Les estimations Nowcast communiquées par les Centres pour le contrôle et la prévention des maladies (États-Unis) montrent que le sous-variant XBB.1.5 fait aujourd’hui partie des variants les plus répandus aux États-Unis : au cours de la première semaine de janvier, il était responsable de plus de 27% des cas d’infection (contre 34% des cas pour BQ.1.1 et 21% des cas pour BQ.1). On ne sait pas encore si XBB.1.5 deviendra ou non la forme dominante aux États-Unis dans les prochaines semaines. Cela dépendra de l’étendue de l’avantage de XBB.1.5 et des divers facteurs affectant la transmission du SARS-CoV-2 en général, explique Marlin Figgins, du laboratoire de Trevor Bedford.
Le nombre de cas de COVID-19 va-t-il augmenter de façon exponentielle prochainement en France ? « Pas dans le mois à venir, car la variante n’est actuellement présente qu’à de très faibles niveaux dans l’UE/EEE », estime l’ECDC.
Une mutation qui augmente la transmissibilité et l’infectivité
Pourquoi ce sous-variant est-il si préoccupant ? Pour commencer, il est très similaire à son variant « parent », XBB, qui affichait déjà un niveau élevé d’échappement immunitaire (que l’immunité soit acquise par une infection ou via la vaccination). XBB est en effet doté d’une mutation sur le site 486 de sa protéine de pointe (Spike) ; or, les mutations à ce niveau sont connues pour conférer au virus la capacité d’échapper au système immunitaire. Parallèlement, cette mutation rend le virus légèrement moins efficace en matière d’infectivité.
Mais XBB.1.5 porte une substitution supplémentaire (notée S486P), qui lui permet de se fixer plus efficacement sur les récepteurs ACE2 des cellules humaines. « Il présente une affinité de liaison hACE2 sensiblement plus élevée par rapport à BQ.1.1 et XBB/XBB.1 », explique un article de prépublication non examiné par les pairs. Il semblerait que cette mutation augmente l’infectivité du virus tout en préservant sa capacité à échapper aux défenses immunitaires.
Le fait que XBB.1 et XBB.1. 5 montrent un échappement immunitaire comparable, mais une transmissibilité distincte, suggère qu’une affinité accrue de liaison au récepteur conduirait à des avantages de croissance plus élevés, notent les chercheurs.

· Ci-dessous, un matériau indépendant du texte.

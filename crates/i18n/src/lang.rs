//! Language negotiation
//!
//! Maps the host's requested locales onto the set of locales the app ships
//! translations for.

use fluent_langneg::{negotiate_languages, NegotiationStrategy};
use unic_langid::LanguageIdentifier;

/// Locale used when negotiation finds no match
pub const DEFAULT_LOCALE: &str = "en";

/// Locale tags the app ships resources for
pub const AVAILABLE: &[&str] = &["en", "ru"];

/// Locales the app ships resources for
///
/// The tags in [`AVAILABLE`] are static and well-formed, so parse failures
/// are filtered out rather than surfaced.
pub fn available_locales() -> Vec<LanguageIdentifier> {
    AVAILABLE
        .iter()
        .filter_map(|tag| tag.parse().ok())
        .collect()
}

/// Negotiate the best available locale for the host's requested list
///
/// Unparsable requested tags are ignored; with no match the default locale
/// wins.
pub fn negotiate(requested: &[&str]) -> LanguageIdentifier {
    let requested: Vec<LanguageIdentifier> = requested
        .iter()
        .filter_map(|tag| tag.parse().ok())
        .collect();
    let available = available_locales();
    let default: LanguageIdentifier = DEFAULT_LOCALE
        .parse()
        .unwrap_or_else(|_| LanguageIdentifier::default());

    let negotiated = negotiate_languages(
        &requested,
        &available,
        Some(&default),
        NegotiationStrategy::Filtering,
    )
    .first()
    .map(|locale| (*locale).clone());
    negotiated.unwrap_or(default)
}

Quant à la gravité des infections associées à ce sous-variant, il n’est actuellement pas possible de tirer des conclusions, car les spécialistes ne disposent pas de suffisamment de données. Plusieurs experts ont toutefois souligné que les propriétés d’échappement immunitaire de XBB.1.5 ne doivent pas être surestimées : ce sous-variant ne contournera pas complètement le système immunitaire, explique au Scientific American Alessandro Sette, professeur à l’Institut La Jolla d’immunologie. « Si certaines variantes du SARS-CoV-2 peuvent échapper aux anticorps à des degrés divers, les cellules T conservent environ 85% de leur capacité à lutter contre le virus au niveau de la population », rappelle-t-il.
Jake Scott, professeur à l’Université de Stanford et spécialiste des maladies infectieuses, souligne par ailleurs que les sous-variants d’Omicron sont moins susceptibles d’entraîner une maladie des voies respiratoires inférieures. « Oui, les sous-variants d’Omicron sont très transmissibles, et oui, XBB.1.5 est le plus transmissible d’entre eux. Il est donc possible que cela entraîne une augmentation des cas. Mais je ne crains vraiment pas que cela entraîne une augmentation des hospitalisations et des décès dus uniquement à la COVID-19 », a-t-il déclaré.